What to do: Nothing in the entries may change when they are transcribed.

Collected data:
========================================

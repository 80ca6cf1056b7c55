//! Regex parsing of youtube-dl / yt-dlp stdout lines.

use regex::Regex;
use std::path::PathBuf;

/// Which step announced a destination.
#[derive(Debug, Clone, Copy, PartialEq, Eq)]
pub enum Stage {
    /// `[download] Destination: ...`: a media file starts downloading.
    Download,
    /// ffmpeg post-processing (audio extraction, conversion) writes a new file.
    PostProcess,
}

#[derive(Debug, Clone, PartialEq)]
pub enum YtdlEvent {
    Destination { path: PathBuf, stage: Stage },
    Progress {
        percent: f64,
        /// Size of the file being downloaded, if printed.
        total_bytes: Option<u64>,
        /// youtube-dl marked the size with `~`.
        estimated: bool,
    },
    AlreadyDownloaded(PathBuf),
    /// Separate audio and video streams were merged into this file.
    Merged(PathBuf),
    Other,
}

/// Compiled line patterns. Build once per run and reuse.
#[derive(Debug, Clone)]
pub struct YtdlParser {
    progress: Regex,
    destination: Regex,
    merged: Regex,
    already: Regex,
}

impl YtdlParser {
    pub fn new() -> Result<Self, regex::Error> {
        Ok(Self {
            progress: Regex::new(concat!(
                r"^\[download\]\s+(?P<pct>\d+(?:\.\d+)?)%",
                r"(?:\s+of\s+(?P<approx>~)?\s*(?P<size>\d+(?:\.\d+)?)\s*(?P<unit>[KMGT]?i?B))?",
            ))?,
            destination: Regex::new(concat!(
                r"^\[(?P<tool>download|ffmpeg|ExtractAudio|VideoConvertor)\] ",
                r"Destination: (?P<path>.+)$",
            ))?,
            merged: Regex::new(r#"^\[(?:ffmpeg|Merger)\] Merging formats into "(?P<path>.+)"$"#)?,
            already: Regex::new(
                r"^\[download\] (?P<path>.+?) has already been downloaded(?: and merged)?$",
            )?,
        })
    }

    pub fn parse(&self, line: &str) -> YtdlEvent {
        let line = line.trim();
        if let Some(c) = self.destination.captures(line) {
            let stage = if &c["tool"] == "download" {
                Stage::Download
            } else {
                Stage::PostProcess
            };
            return YtdlEvent::Destination {
                path: PathBuf::from(&c["path"]),
                stage,
            };
        }
        if let Some(c) = self.merged.captures(line) {
            return YtdlEvent::Merged(PathBuf::from(&c["path"]));
        }
        if let Some(c) = self.already.captures(line) {
            return YtdlEvent::AlreadyDownloaded(PathBuf::from(&c["path"]));
        }
        if let Some(c) = self.progress.captures(line) {
            let percent = c["pct"].parse::<f64>().unwrap_or(0.0).clamp(0.0, 100.0);
            let total_bytes = match (c.name("size"), c.name("unit")) {
                (Some(size), Some(unit)) => size_to_bytes(size.as_str(), unit.as_str()),
                _ => None,
            };
            return YtdlEvent::Progress {
                percent,
                total_bytes,
                estimated: c.name("approx").is_some(),
            };
        }
        YtdlEvent::Other
    }
}

/// `"10.5"`, `"MiB"` → bytes. Binary units are what youtube-dl prints; decimal accepted too.
fn size_to_bytes(value: &str, unit: &str) -> Option<u64> {
    let v: f64 = value.parse().ok()?;
    let mult: f64 = match unit {
        "B" => 1.0,
        "KiB" => 1024.0,
        "MiB" => 1024.0 * 1024.0,
        "GiB" => 1024.0 * 1024.0 * 1024.0,
        "TiB" => 1024.0 * 1024.0 * 1024.0 * 1024.0,
        "KB" => 1e3,
        "MB" => 1e6,
        "GB" => 1e9,
        "TB" => 1e12,
        _ => return None,
    };
    Some((v * mult).round() as u64)
}

#[cfg(test)]
mod tests {
    use super::*;

    fn parser() -> YtdlParser {
        YtdlParser::new().unwrap()
    }

    #[test]
    fn download_destination() {
        assert_eq!(
            parser()
                .parse("[download] Destination: Rick Astley - Never Gonna-dQw4w9WgXcQ.f137.mp4"),
            YtdlEvent::Destination {
                path: PathBuf::from("Rick Astley - Never Gonna-dQw4w9WgXcQ.f137.mp4"),
                stage: Stage::Download,
            }
        );
    }

    #[test]
    fn postprocess_destination() {
        for line in [
            "[ffmpeg] Destination: song.mp3",
            "[ExtractAudio] Destination: song.mp3",
        ] {
            assert_eq!(
                parser().parse(line),
                YtdlEvent::Destination {
                    path: PathBuf::from("song.mp3"),
                    stage: Stage::PostProcess,
                }
            );
        }
    }

    #[test]
    fn progress_lines() {
        let p = parser();
        assert_eq!(
            p.parse("[download]  42.5% of 10.00MiB at  1.21MiB/s ETA 00:05"),
            YtdlEvent::Progress {
                percent: 42.5,
                total_bytes: Some(10 * 1024 * 1024),
                estimated: false,
            }
        );
        assert_eq!(
            p.parse("[download]   3.0% of ~  2.50KiB at 10KiB/s ETA 00:01 (frag 1/20)"),
            YtdlEvent::Progress {
                percent: 3.0,
                total_bytes: Some(2560),
                estimated: true,
            }
        );
        assert_eq!(
            p.parse("[download] 100% of 3.45MiB in 00:07"),
            YtdlEvent::Progress {
                percent: 100.0,
                total_bytes: Some((3.45f64 * 1024.0 * 1024.0).round() as u64),
                estimated: false,
            }
        );
    }

    #[test]
    fn merged_and_already_downloaded() {
        let p = parser();
        assert_eq!(
            p.parse(r#"[ffmpeg] Merging formats into "clip-abc.mkv""#),
            YtdlEvent::Merged(PathBuf::from("clip-abc.mkv"))
        );
        assert_eq!(
            p.parse("[download] clip-abc.mp4 has already been downloaded and merged"),
            YtdlEvent::AlreadyDownloaded(PathBuf::from("clip-abc.mp4"))
        );
        assert_eq!(
            p.parse("[download] clip-abc.mp4 has already been downloaded"),
            YtdlEvent::AlreadyDownloaded(PathBuf::from("clip-abc.mp4"))
        );
    }

    #[test]
    fn unrelated_lines() {
        let p = parser();
        assert_eq!(p.parse("[youtube] dQw4w9WgXcQ: Downloading webpage"), YtdlEvent::Other);
        assert_eq!(p.parse(""), YtdlEvent::Other);
    }
}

========================================

Expected output:
repository 80ca6cf1056b7c55
//! Regex parsing of youtube-dl / yt-dlp stdout lines.

use regex::Regex;
use std::path::PathBuf;

/// Which step announced a destination.
#[derive(Debug, Clone, Copy, PartialEq, Eq)]
pub enum Stage {
    /// `[download] Destination: ...`: a media file starts downloading.
    Download,
    /// ffmpeg post-processing (audio extraction, conversion) writes a new file.
    PostProcess,
}

#[derive(Debug, Clone, PartialEq)]
pub enum YtdlEvent {
    Destination { path: PathBuf, stage: Stage },
    Progress {
        percent: f64,
        /// Size of the file being downloaded, if printed.
        total_bytes: Option<u64>,
        /// youtube-dl marked the size with `~`.
        estimated: bool,
    },
    AlreadyDownloaded(PathBuf),
    /// Separate audio and video streams were merged into this file.
    Merged(PathBuf),
    Other,
}

/// Compiled line patterns. Build once per run and reuse.
#[derive(Debug, Clone)]
pub struct YtdlParser {
    progress: Regex,
    destination: Regex,
    merged: Regex,
    already: Regex,
}

impl YtdlParser {
    pub fn new() -> Result<Self, regex::Error> {
        Ok(Self {
            progress: Regex::new(concat!(
                r"^\[download\]\s+(?P<pct>\d+(?:\.\d+)?)%",
                r"(?:\s+of\s+(?P<approx>~)?\s*(?P<size>\d+(?:\.\d+)?)\s*(?P<unit>[KMGT]?i?B))?",
            ))?,
            destination: Regex::new(concat!(
                r"^\[(?P<tool>download|ffmpeg|ExtractAudio|VideoConvertor)\] ",
                r"Destination: (?P<path>.+)$",
            ))?,
            merged: Regex::new(r#"^\[(?:ffmpeg|Merger)\] Merging formats into "(?P<path>.+)"$"#)?,
            already: Regex::new(
                r"^\[download\] (?P<path>.+?) has already been downloaded(?: and merged)?$",
            )?,
        })
    }

    pub fn parse(&self, line: &str) -> YtdlEvent {
        let line = line.trim();
        if let Some(c) = self.destination.captures(line) {
            let stage = if &c["tool"] == "download" {
                Stage::Download
            } else {
                Stage::PostProcess
            };
            return YtdlEvent::Destination {
                path: PathBuf::from(&c["path"]),
                stage,
            };
        }
        if let Some(c) = self.merged.captures(line) {
            return YtdlEvent::Merged(PathBuf::from(&c["path"]));
        }
        if let Some(c) = self.already.captures(line) {
            return YtdlEvent::AlreadyDownloaded(PathBuf::from(&c["path"]));
        }
        if let Some(c) = self.progress.captures(line) {
            let percent = c["pct"].parse::<f64>().unwrap_or(0.0).clamp(0.0, 100.0);
            let total_bytes = match (c.name("size"), c.name("unit")) {
                (Some(size), Some(unit)) => size_to_bytes(size.as_str(), unit.as_str()),
                _ => None,
            };
            return YtdlEvent::Progress {
                percent,
                total_bytes,
                estimated: c.name("approx").is_some(),
            };
        }
        YtdlEvent::Other
    }
}

/// `"10.5"`, `"MiB"` → bytes. Binary units are what youtube-dl prints; decimal accepted too.
fn size_to_bytes(value: &str, unit: &str) -> Option<u64> {
    let v: f64 = value.parse().ok()?;
    let mult: f64 = match unit {
        "B" => 1.0,
        "KiB" => 1024.0,
        "MiB" => 1024.0 * 1024.0,
        "GiB" => 1024.0 * 1024.0 * 1024.0,
        "TiB" => 1024.0 * 1024.0 * 1024.0 * 1024.0,
        "KB" => 1e3,
        "MB" => 1e6,
        "GB" => 1e9,
        "TB" => 1e12,
        _ => return None,
    };
    Some((v * mult).round() as u64)
}

#[cfg(test)]
mod tests {
    use super::*;

    fn parser() -> YtdlParser {
        YtdlParser::new().unwrap()
    }

    #[test]
    fn download_destination() {
        assert_eq!(
            parser()
                .parse("[download] Destination: Rick Astley - Never Gonna-dQw4w9WgXcQ.f137.mp4"),
            YtdlEvent::Destination {
                path: PathBuf::from("Rick Astley - Never Gonna-dQw4w9WgXcQ.f137.mp4"),
                stage: Stage::Download,
            }
        );
    }

    #[test]
    fn postprocess_destination() {
        for line in [
            "[ffmpeg] Destination: song.mp3",
            "[ExtractAudio] Destination: song.mp3",
        ] {
            assert_eq!(
                parser().parse(line),
                YtdlEvent::Destination {
                    path: PathBuf::from("song.mp3"),
                    stage: Stage::PostProcess,
                }
            );
        }
    }

    #[test]
    fn progress_lines() {
        let p = parser();
        assert_eq!(
            p.parse("[download]  42.5% of 10.00MiB at  1.21MiB/s ETA 00:05"),
            YtdlEvent::Progress {
                percent: 42.5,
                total_bytes: Some(10 * 1024 * 1024),
                estimated: false,
            }
        );
        assert_eq!(
            p.parse("[download]   3.0% of ~  2.50KiB at 10KiB/s ETA 00:01 (frag 1/20)"),
            YtdlEvent::Progress {
                percent: 3.0,
                total_bytes: Some(2560),
                estimated: true,
            }
        );
        assert_eq!(
            p.parse("[download] 100% of 3.45MiB in 00:07"),
            YtdlEvent::Progress {
                percent: 100.0,
                total_bytes: Some((3.45f64 * 1024.0 * 1024.0).round() as u64),
                estimated: false,
            }
        );
    }

    #[test]
    fn merged_and_already_downloaded() {
        let p = parser();
        assert_eq!(
            p.parse(r#"[ffmpeg] Merging formats into "clip-abc.mkv""#),
            YtdlEvent::Merged(PathBuf::from("clip-abc.mkv"))
        );
        assert_eq!(
            p.parse("[download] clip-abc.mp4 has already been downloaded and merged"),
            YtdlEvent::AlreadyDownloaded(PathBuf::from("clip-abc.mp4"))
        );
        assert_eq!(
            p.parse("[download] clip-abc.mp4 has already been downloaded"),
            YtdlEvent::AlreadyDownloaded(PathBuf::from("clip-abc.mp4"))
        );
    }

    #[test]
    fn unrelated_lines() {
        let p = parser();
        assert_eq!(p.parse("[youtube] dQw4w9WgXcQ: Downloading webpage"), YtdlEvent::Other);
        assert_eq!(p.parse(""), YtdlEvent::Other);
    }
}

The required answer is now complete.